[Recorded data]
--- START ---
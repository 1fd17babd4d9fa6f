//! The chain execution loop.

use super::QUALITY_UNAVAILABLE;
use crate::backend::InferenceBackend;
use crate::cancellation::CleanupGuard;
use crate::config::{ChainConfig, ChainPlan};
use crate::core::{ChainEvent, ChainResult, ChainState, StageDefinition, StageResult};
use crate::errors::ChainError;
use crate::events::EventSink;
use crate::invoker::ModelInvoker;
use crate::observability::{SpanTimer, StageSpanAttributes};
use crate::postprocess::{word_count, ResponsePostProcessor};
use crate::session::{CancellationRegistry, ChainSession};
use futures::FutureExt;
use std::any::Any;
use std::panic::AssertUnwindSafe;
use std::sync::Arc;
use std::time::Duration;
use tracing::{error, info};

/// Runs the fixed model chain, one topic per call.
///
/// One orchestrator serves every request; the only state shared between
/// concurrent chains is the injected [`CancellationRegistry`].
///
/// ```no_run
/// use modelchain::prelude::*;
/// use std::sync::Arc;
///
/// # async fn demo() -> Result<(), ChainError> {
/// let config = ChainConfig::default();
/// let backend = Arc::new(OllamaClient::new(&config.backend)?);
/// let orchestrator = ChainOrchestrator::new(&config, backend, Arc::new(CancellationRegistry::new()))?;
///
/// let result = orchestrator.run("renewable energy policy", &LoggingEventSink::info()).await?;
/// println!("{} words", result.word_count);
/// # Ok(())
/// # }
/// ```
#[derive(Debug)]
pub struct ChainOrchestrator {
    plan: ChainPlan,
    invoker: ModelInvoker,
    postprocessor: ResponsePostProcessor,
    registry: Arc<CancellationRegistry>,
    max_topic_chars: usize,
}

impl ChainOrchestrator {
    /// Creates an orchestrator from configuration.
    ///
    /// # Errors
    ///
    /// Returns [`ChainError::Config`] if the stage list is not the fixed
    /// chain or a cleanup pattern does not compile.
    pub fn new(
        config: &ChainConfig,
        backend: Arc<dyn InferenceBackend>,
        registry: Arc<CancellationRegistry>,
    ) -> Result<Self, ChainError> {
        Ok(Self {
            plan: config.plan()?,
            invoker: ModelInvoker::from_config(backend, &config.backend),
            postprocessor: ResponsePostProcessor::from_config(config)?,
            registry,
            max_topic_chars: config.max_topic_chars,
        })
    }

    /// Overrides the per-call timeout.
    #[must_use]
    pub fn with_timeout(mut self, timeout: Duration) -> Self {
        self.invoker = self.invoker.with_timeout(timeout);
        self
    }

    /// Returns the stage plan.
    pub fn plan(&self) -> &ChainPlan {
        &self.plan
    }

    /// Returns the session registry.
    pub fn registry(&self) -> &Arc<CancellationRegistry> {
        &self.registry
    }

    /// Returns the invoker.
    pub fn invoker(&self) -> &ModelInvoker {
        &self.invoker
    }

    /// Validates the topic and registers a new session.
    ///
    /// Nothing is emitted; an invalid topic leaves no trace in the registry.
    ///
    /// # Errors
    ///
    /// Returns [`ChainError::InvalidInput`] for a blank or over-long topic.
    pub fn start(&self, topic: &str) -> Result<ChainSession, ChainError> {
        let topic = self.validate_topic(topic)?;
        let session = ChainSession::new(topic);

        if !self.registry.register(Arc::clone(session.handle())) {
            return Err(ChainError::Internal(format!(
                "session id {} already registered",
                session.id()
            )));
        }

        info!(session_id = %session.id(), topic = %session.topic(), "Chain session started");
        Ok(session)
    }

    /// Runs a session started with [`start`](Self::start) to completion.
    ///
    /// Emits `sessionAssigned` first and exactly one of `complete` or `error`
    /// last, unless the session is cancelled, in which case emission simply
    /// stops. The session leaves the registry however this future ends,
    /// including when it is dropped.
    ///
    /// # Errors
    ///
    /// Returns [`ChainError::Cancelled`], [`ChainError::Stage`] for a
    /// mandatory stage failure, or [`ChainError::Internal`].
    pub async fn execute(
        &self,
        mut session: ChainSession,
        sink: &dyn EventSink,
    ) -> Result<ChainResult, ChainError> {
        let session_id = session.id().to_string();
        let _deregister = {
            let registry = Arc::clone(&self.registry);
            let id = session_id.clone();
            CleanupGuard::new(move || {
                registry.deregister(&id);
            })
        };

        sink.emit(ChainEvent::session_assigned(&session_id));
        let timer = SpanTimer::start(&session_id);

        let outcome = AssertUnwindSafe(self.run_stages(&mut session, sink))
            .catch_unwind()
            .await
            .unwrap_or_else(|payload| {
                error!(session_id = %session_id, panic = %panic_message(payload.as_ref()), "Chain panicked");
                Err(ChainError::Internal("unexpected failure while running the chain".to_string()))
            });

        match outcome {
            Ok(result) => {
                info!(
                    session_id = %session_id,
                    words = result.word_count,
                    duration_ms = timer.finish(),
                    "Chain completed"
                );
                Ok(result)
            }
            Err(err) => {
                session.abort();
                if err.is_cancellation() {
                    info!(
                        session_id = %session_id,
                        reason = session.token().reason().unwrap_or_default(),
                        "Chain cancelled"
                    );
                } else {
                    error!(session_id = %session_id, stage = ?err.stage(), error = %err, "Chain aborted");
                    sink.emit(ChainEvent::error(err.to_string(), err.stage()));
                }
                Err(err)
            }
        }
    }

    /// Validates, registers and runs a chain.
    ///
    /// # Errors
    ///
    /// See [`start`](Self::start) and [`execute`](Self::execute).
    pub async fn run(&self, topic: &str, sink: &dyn EventSink) -> Result<ChainResult, ChainError> {
        let session = self.start(topic)?;
        self.execute(session, sink).await
    }

    /// Cancels a running session by id.
    ///
    /// Returns true only if this call moved a live session to cancelled.
    pub fn cancel(&self, session_id: &str) -> bool {
        self.registry.cancel(session_id)
    }

    fn validate_topic(&self, topic: &str) -> Result<String, ChainError> {
        let chars = topic.chars().count();
        if chars > self.max_topic_chars {
            return Err(ChainError::InvalidInput(format!(
                "topic is {chars} characters; the limit is {}",
                self.max_topic_chars
            )));
        }
        let trimmed = topic.trim();
        if trimmed.is_empty() {
            return Err(ChainError::InvalidInput("topic must not be empty".to_string()));
        }
        Ok(trimmed.to_string())
    }

    async fn run_stages(
        &self,
        session: &mut ChainSession,
        sink: &dyn EventSink,
    ) -> Result<ChainResult, ChainError> {
        for stage in self.plan.mandatory() {
            let result = self.run_stage(session, stage, sink).await?;
            session.record(result);
        }

        let final_text = session.last_output().unwrap_or_default().to_string();

        let quality_assessment = match self.plan.quality() {
            Some(stage) => Some(self.run_stage(session, stage, sink).await?.cleaned_text),
            None => None,
        };

        session.ensure_active()?;
        session.transition(ChainState::Complete)?;

        let result = ChainResult {
            session_id: session.id().to_string(),
            topic: session.topic().to_string(),
            word_count: word_count(&final_text),
            final_text,
            stages: session.take_outputs(),
            quality_assessment,
        };
        sink.emit(ChainEvent::complete(&result));
        Ok(result)
    }

    async fn run_stage(
        &self,
        session: &mut ChainSession,
        stage: &StageDefinition,
        sink: &dyn EventSink,
    ) -> Result<StageResult, ChainError> {
        session.ensure_active()?;
        session.transition(ChainState::Stage(stage.role))?;
        sink.emit(ChainEvent::stage_start(stage.role, &stage.model));

        let prompt = stage.render(session.topic(), session.last_output());
        let timer = SpanTimer::start(stage.role.as_str());
        let outcome = self.invoker.invoke(stage, &prompt, session.token()).await;
        session.ensure_active()?;

        let mut span = StageSpanAttributes::new(stage.role, &stage.model);
        let (raw, cleaned) = match outcome {
            Ok(raw) => {
                let cleaned = self.postprocessor.process(stage.role, &raw);
                span = span.with_status("completed").with_word_count(word_count(&cleaned));
                (raw, cleaned)
            }
            Err(err) if stage.role.is_quality() => {
                span = span.with_status("degraded").with_error(err.to_string());
                (String::new(), QUALITY_UNAVAILABLE.to_string())
            }
            Err(err) => {
                span.with_status("failed")
                    .with_duration_ms(timer.finish())
                    .with_error(err.to_string())
                    .log(session.id());
                return Err(ChainError::from_invoke(stage.role, err));
            }
        };
        span.with_duration_ms(timer.finish()).log(session.id());

        let result = StageResult::new(stage.role, &stage.model, raw, cleaned);
        sink.emit(ChainEvent::stage_complete(&result));
        Ok(result)
    }
}

fn panic_message(payload: &(dyn Any + Send)) -> String {
    if let Some(s) = payload.downcast_ref::<&str>() {
        (*s).to_string()
    } else if let Some(s) = payload.downcast_ref::<String>() {
        s.clone()
    } else {
        "unknown panic".to_string()
    }
}
//! Observability utilities.

mod tracing;

pub use tracing::{init_tracing, LogFormat, SpanTimer, StageSpanAttributes};
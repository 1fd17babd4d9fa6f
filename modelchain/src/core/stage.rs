//! Stage roles and static stage definitions.

use serde::{Deserialize, Serialize};
use std::fmt;

/// The role a stage plays in the chain.
///
/// The chain topology is fixed: the four mandatory roles run in declaration
/// order, followed by the optional quality check.
#[derive(Debug, Clone, Copy, PartialEq, Eq, Hash, PartialOrd, Ord, Serialize, Deserialize)]
#[serde(rename_all = "lowercase")]
pub enum StageRole {
    /// Brainstorms article angles for the topic.
    Ideas,
    /// Turns one idea into a structured outline.
    Outline,
    /// Writes a prose draft from the outline.
    Draft,
    /// Produces the final, word-budgeted article.
    Final,
    /// Critiques the final article. Best effort.
    Quality,
}

impl StageRole {
    /// The mandatory stages, in execution order.
    pub const MANDATORY: [Self; 4] = [Self::Ideas, Self::Outline, Self::Draft, Self::Final];

    /// Returns the position of this role in the chain.
    #[must_use]
    pub fn position(self) -> usize {
        match self {
            Self::Ideas => 0,
            Self::Outline => 1,
            Self::Draft => 2,
            Self::Final => 3,
            Self::Quality => 4,
        }
    }

    /// Returns the lowercase name used on the wire.
    #[must_use]
    pub fn as_str(self) -> &'static str {
        match self {
            Self::Ideas => "ideas",
            Self::Outline => "outline",
            Self::Draft => "draft",
            Self::Final => "final",
            Self::Quality => "quality",
        }
    }

    /// Returns true for the best-effort quality stage.
    #[must_use]
    pub fn is_quality(self) -> bool {
        matches!(self, Self::Quality)
    }
}

impl fmt::Display for StageRole {
    fn fmt(&self, f: &mut fmt::Formatter<'_>) -> fmt::Result {
        f.write_str(self.as_str())
    }
}

/// Sampling parameters sent with every request for a stage.
#[derive(Debug, Clone, Copy, PartialEq, Serialize, Deserialize)]
pub struct GenerationParams {
    /// Sampling temperature.
    #[serde(default = "default_temperature")]
    pub temperature: f32,
    /// Nucleus sampling threshold.
    #[serde(default = "default_top_p")]
    pub top_p: f32,
    /// Top-k sampling cutoff.
    #[serde(default = "default_top_k")]
    pub top_k: u32,
    /// Maximum tokens to generate (`num_predict` on the wire).
    #[serde(default = "default_max_tokens")]
    pub max_tokens: u32,
}

fn default_temperature() -> f32 {
    0.7
}

fn default_top_p() -> f32 {
    0.9
}

fn default_top_k() -> u32 {
    40
}

fn default_max_tokens() -> u32 {
    512
}

impl Default for GenerationParams {
    fn default() -> Self {
        Self {
            temperature: default_temperature(),
            top_p: default_top_p(),
            top_k: default_top_k(),
            max_tokens: default_max_tokens(),
        }
    }
}

impl GenerationParams {
    /// Creates parameters with the given temperature and token limit.
    #[must_use]
    pub fn new(temperature: f32, max_tokens: u32) -> Self {
        Self {
            temperature,
            max_tokens,
            ..Self::default()
        }
    }

    /// Sets the nucleus sampling threshold.
    #[must_use]
    pub fn with_top_p(mut self, top_p: f32) -> Self {
        self.top_p = top_p;
        self
    }

    /// Sets the top-k cutoff.
    #[must_use]
    pub fn with_top_k(mut self, top_k: u32) -> Self {
        self.top_k = top_k;
        self
    }
}

/// Static configuration for one pipeline stage.
///
/// The prompt template may reference `{topic}` and `{previous}`; the latter
/// is the cleaned output of the preceding stage and renders empty for the
/// first stage.
#[derive(Debug, Clone, PartialEq, Serialize, Deserialize)]
pub struct StageDefinition {
    /// The role of this stage.
    pub role: StageRole,
    /// The backend model identifier.
    pub model: String,
    /// The system prompt sent ahead of the rendered user prompt.
    pub system_prompt: String,
    /// Sampling parameters.
    #[serde(default)]
    pub params: GenerationParams,
    /// The user prompt template.
    pub prompt_template: String,
}

impl StageDefinition {
    /// Creates a stage definition with default sampling parameters.
    #[must_use]
    pub fn new(
        role: StageRole,
        model: impl Into<String>,
        system_prompt: impl Into<String>,
        prompt_template: impl Into<String>,
    ) -> Self {
        Self {
            role,
            model: model.into(),
            system_prompt: system_prompt.into(),
            params: GenerationParams::default(),
            prompt_template: prompt_template.into(),
        }
    }

    /// Sets the sampling parameters.
    #[must_use]
    pub fn with_params(mut self, params: GenerationParams) -> Self {
        self.params = params;
        self
    }

    /// Renders the prompt template in a single pass.
    ///
    /// Placeholder text inside the substituted values is left untouched.
    #[must_use]
    pub fn render(&self, topic: &str, previous: Option<&str>) -> String {
        let template = self.prompt_template.as_str();
        let mut out = String::with_capacity(
            template.len() + topic.len() + previous.map_or(0, str::len),
        );
        let mut rest = template;

        while let Some(start) = rest.find('{') {
            out.push_str(&rest[..start]);
            let tail = &rest[start..];
            if let Some(after) = tail.strip_prefix("{topic}") {
                out.push_str(topic);
                rest = after;
            } else if let Some(after) = tail.strip_prefix("{previous}") {
                out.push_str(previous.unwrap_or_default());
                rest = after;
            } else {
                out.push('{');
                rest = &tail[1..];
            }
        }
        out.push_str(rest);
        out
    }
}
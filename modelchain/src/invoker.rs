//! Single-stage model invocation with cancellation and deadlines.

use crate::backend::{GenerateRequest, InferenceBackend};
use crate::cancellation::CancellationToken;
use crate::config::{BackendConfig, RuntimeOptions};
use crate::core::StageDefinition;
use crate::errors::{BackendError, InvokeError};
use futures::StreamExt;
use std::sync::Arc;
use std::time::Duration;
use tracing::{debug, warn};

/// Calls the backend for one stage and classifies the outcome.
///
/// Every call races three things: the backend, the session's cancellation
/// token and the per-call deadline. Losing futures are dropped, which
/// aborts the underlying HTTP request. There are no retries.
#[derive(Clone)]
pub struct ModelInvoker {
    backend: Arc<dyn InferenceBackend>,
    timeout: Duration,
    streaming: bool,
    runtime: RuntimeOptions,
}

impl ModelInvoker {
    /// Creates a blocking-mode invoker with a 60 second deadline.
    #[must_use]
    pub fn new(backend: Arc<dyn InferenceBackend>) -> Self {
        Self {
            backend,
            timeout: Duration::from_secs(60),
            streaming: false,
            runtime: RuntimeOptions::default(),
        }
    }

    /// Creates an invoker using the deadline, mode and runtime options of
    /// `config`.
    #[must_use]
    pub fn from_config(backend: Arc<dyn InferenceBackend>, config: &BackendConfig) -> Self {
        Self {
            backend,
            timeout: config.timeout(),
            streaming: config.stream,
            runtime: config.runtime,
        }
    }

    /// Sets the per-call deadline.
    #[must_use]
    pub fn with_timeout(mut self, timeout: Duration) -> Self {
        self.timeout = timeout;
        self
    }

    /// Consumes the backend's chunk stream instead of one response.
    #[must_use]
    pub fn with_streaming(mut self, streaming: bool) -> Self {
        self.streaming = streaming;
        self
    }

    /// Returns the per-call deadline.
    #[must_use]
    pub fn timeout(&self) -> Duration {
        self.timeout
    }

    /// Returns the backend.
    #[must_use]
    pub fn backend(&self) -> &Arc<dyn InferenceBackend> {
        &self.backend
    }

    /// Invokes `stage` with a rendered prompt.
    ///
    /// # Errors
    ///
    /// - [`InvokeError::Cancelled`] if `token` is cancelled before or during
    ///   the call; an already-cancelled token never reaches the backend
    /// - [`InvokeError::Timeout`] when the deadline elapses
    /// - [`InvokeError::BackendUnavailable`] for transport or HTTP failures
    /// - [`InvokeError::EmptyResponse`] for malformed or blank output
    pub async fn invoke(
        &self,
        stage: &StageDefinition,
        prompt: &str,
        token: &CancellationToken,
    ) -> Result<String, InvokeError> {
        if token.is_cancelled() {
            return Err(InvokeError::Cancelled);
        }

        let request = GenerateRequest::for_stage(stage, prompt, &self.runtime);
        debug!(
            stage = %stage.role,
            model = %stage.model,
            prompt_chars = prompt.len(),
            streaming = self.streaming,
            "Invoking model"
        );

        let outcome = tokio::select! {
            biased;
            () = token.cancelled() => {
                debug!(stage = %stage.role, "Invocation dropped on cancellation");
                return Err(InvokeError::Cancelled);
            }
            outcome = tokio::time::timeout(self.timeout, self.call(&request)) => outcome,
        };

        match outcome {
            Err(_) => {
                warn!(stage = %stage.role, model = %stage.model, timeout_s = self.timeout.as_secs_f64(), "Model call timed out");
                Err(self.timeout_error())
            }
            Ok(Err(BackendError::Timeout)) => Err(self.timeout_error()),
            Ok(Err(e)) => Err(InvokeError::from(e)),
            Ok(Ok(text)) if text.trim().is_empty() => Err(InvokeError::EmptyResponse(format!(
                "model {} returned no content",
                stage.model
            ))),
            Ok(Ok(text)) => Ok(text),
        }
    }

    async fn call(&self, request: &GenerateRequest) -> Result<String, BackendError> {
        if !self.streaming {
            return self.backend.generate(request).await;
        }

        let mut stream = self.backend.generate_stream(request).await?;
        let mut text = String::new();
        while let Some(chunk) = stream.next().await {
            text.push_str(&chunk?);
        }
        Ok(text)
    }

    fn timeout_error(&self) -> InvokeError {
        InvokeError::Timeout {
            seconds: self.timeout.as_secs_f64(),
        }
    }
}

impl std::fmt::Debug for ModelInvoker {
    fn fmt(&self, f: &mut std::fmt::Formatter<'_>) -> std::fmt::Result {
        f.debug_struct("ModelInvoker")
            .field("timeout", &self.timeout)
            .field("streaming", &self.streaming)
            .field("runtime", &self.runtime)
            .finish_non_exhaustive()
    }
}

#[cfg(test)]
mod tests {
    use super::*;
    use crate::backend::MockInferenceBackend;
    use crate::core::StageRole;
    use crate::testing::ScriptedBackend;
    use std::time::Instant;

    fn stage() -> StageDefinition {
        StageDefinition::new(StageRole::Draft, "zephyr-7b:latest", "Rewrite.", "{previous}")
    }

    #[tokio::test]
    async fn test_cancelled_token_never_calls_backend() {
        let mut backend = MockInferenceBackend::new();
        backend.expect_generate().times(0);
        let invoker = ModelInvoker::new(Arc::new(backend));

        let token = CancellationToken::new();
        token.cancel("client");

        let err = invoker.invoke(&stage(), "prompt", &token).await.unwrap_err();
        assert!(err.is_cancellation());
    }

    #[tokio::test]
    async fn test_successful_invocation() {
        let mut backend = MockInferenceBackend::new();
        backend
            .expect_generate()
            .withf(|req| req.model == "zephyr-7b:latest" && req.prompt() == Some("outline text"))
            .times(1)
            .returning(|_| Ok("A persuasive draft.".to_string()));
        let invoker = ModelInvoker::new(Arc::new(backend));

        let text = invoker
            .invoke(&stage(), "outline text", &CancellationToken::new())
            .await
            .unwrap();
        assert_eq!(text, "A persuasive draft.");
    }

    #[tokio::test]
    async fn test_blank_response_is_empty_response() {
        let mut backend = MockInferenceBackend::new();
        backend.expect_generate().returning(|_| Ok("   \n".to_string()));
        let invoker = ModelInvoker::new(Arc::new(backend));

        let err = invoker
            .invoke(&stage(), "p", &CancellationToken::new())
            .await
            .unwrap_err();
        assert!(matches!(err, InvokeError::EmptyResponse(_)));
    }

    #[tokio::test]
    async fn test_backend_failures_are_classified() {
        let mut backend = MockInferenceBackend::new();
        backend
            .expect_generate()
            .returning(|_| Err(BackendError::Unavailable("connection refused".into())));
        let invoker = ModelInvoker::new(Arc::new(backend));

        let err = invoker
            .invoke(&stage(), "p", &CancellationToken::new())
            .await
            .unwrap_err();
        assert!(matches!(err, InvokeError::BackendUnavailable(_)));
        assert!(!err.is_cancellation());
    }

    #[tokio::test]
    async fn test_client_timeout_reports_invoker_deadline() {
        let mut backend = MockInferenceBackend::new();
        backend.expect_generate().returning(|_| Err(BackendError::Timeout));
        let invoker = ModelInvoker::new(Arc::new(backend)).with_timeout(Duration::from_secs(30));

        let err = invoker
            .invoke(&stage(), "p", &CancellationToken::new())
            .await
            .unwrap_err();
        assert!(matches!(err, InvokeError::Timeout { seconds } if (seconds - 30.0).abs() < f64::EPSILON));
    }

    #[tokio::test]
    async fn test_deadline_elapses() {
        let backend = ScriptedBackend::new().with_delay("zephyr-7b:latest", Duration::from_secs(5));
        let invoker = ModelInvoker::new(Arc::new(backend)).with_timeout(Duration::from_millis(50));

        let started = Instant::now();
        let err = invoker
            .invoke(&stage(), "p", &CancellationToken::new())
            .await
            .unwrap_err();

        assert!(matches!(err, InvokeError::Timeout { .. }));
        assert!(started.elapsed() < Duration::from_secs(2));
    }

    #[tokio::test]
    async fn test_cancel_during_call_drops_request() {
        let backend = Arc::new(
            ScriptedBackend::new().with_delay("zephyr-7b:latest", Duration::from_secs(5)),
        );
        let invoker = ModelInvoker::new(backend.clone());
        let token = Arc::new(CancellationToken::new());

        let canceller = {
            let token = token.clone();
            tokio::spawn(async move {
                tokio::time::sleep(Duration::from_millis(20)).await;
                token.cancel("client");
            })
        };

        let started = Instant::now();
        let err = invoker.invoke(&stage(), "p", &token).await.unwrap_err();
        canceller.await.unwrap();

        assert!(err.is_cancellation());
        assert!(started.elapsed() < Duration::from_secs(2));
        assert_eq!(backend.request_count(), 1);
        assert_eq!(backend.completed_count(), 0);
    }

    #[tokio::test]
    async fn test_streaming_mode_concatenates_chunks() {
        let mut backend = MockInferenceBackend::new();
        backend.expect_generate().times(0);
        backend.expect_generate_stream().returning(|_| {
            let chunks = vec![Ok("Tides ".to_string()), Ok("turn.".to_string())];
            Ok(futures::stream::iter(chunks).boxed())
        });
        let invoker = ModelInvoker::new(Arc::new(backend)).with_streaming(true);

        let text = invoker
            .invoke(&stage(), "p", &CancellationToken::new())
            .await
            .unwrap();
        assert_eq!(text, "Tides turn.");
    }

    #[tokio::test]
    async fn test_streaming_error_mid_stream() {
        let mut backend = MockInferenceBackend::new();
        backend.expect_generate_stream().returning(|_| {
            let chunks = vec![
                Ok("partial".to_string()),
                Err(BackendError::Remote("runner crashed".into())),
            ];
            Ok(futures::stream::iter(chunks).boxed())
        });
        let invoker = ModelInvoker::new(Arc::new(backend)).with_streaming(true);

        let err = invoker
            .invoke(&stage(), "p", &CancellationToken::new())
            .await
            .unwrap_err();
        assert!(matches!(err, InvokeError::BackendUnavailable(_)));
    }

    #[test]
    fn test_from_config() {
        let config = BackendConfig {
            timeout_seconds: 12,
            stream: true,
            ..BackendConfig::default()
        };
        let invoker = ModelInvoker::from_config(Arc::new(ScriptedBackend::new()), &config);
        assert_eq!(invoker.timeout(), Duration::from_secs(12));
        assert!(invoker.streaming);
    }
}
//! Cooperative cancellation utilities.
//!
//! This module provides:
//! - CancellationToken for cooperative cancellation of an in-flight chain
//! - CleanupGuard for work that must run however a scope is left

mod guard;
mod token;

pub use guard::CleanupGuard;
pub use token::{CancelCallback, CancellationToken};
//! Inference backend abstraction and the Ollama client.

mod ndjson;
mod ollama;
mod types;

pub use ndjson::{decode_chat_stream, NdjsonDecoder, StreamLine};
pub use ollama::OllamaClient;
pub use types::{ChatMessage, ChatRole, GenerateOptions, GenerateRequest};

use crate::errors::BackendError;
use async_trait::async_trait;
use futures::stream::BoxStream;

/// A stream of generated text fragments.
pub type TextStream = BoxStream<'static, Result<String, BackendError>>;

/// A model runtime that turns chat messages into text.
#[cfg_attr(test, mockall::automock)]
#[async_trait]
pub trait InferenceBackend: Send + Sync {
    /// Generates a complete response.
    async fn generate(&self, request: &GenerateRequest) -> Result<String, BackendError>;

    /// Generates a response as a stream of fragments.
    ///
    /// The default implementation yields the blocking response as a single
    /// fragment.
    async fn generate_stream(&self, request: &GenerateRequest) -> Result<TextStream, BackendError> {
        let text = self.generate(request).await?;
        Ok(Box::pin(futures::stream::once(async move { Ok(text) })))
    }

    /// Lists the models installed on the backend.
    async fn list_models(&self) -> Result<Vec<String>, BackendError>;
}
--- END ---
◆ Work item ◆
Please give the number of lines above in which the word "wire" appears, without any other text.

◆ Your response ◆
2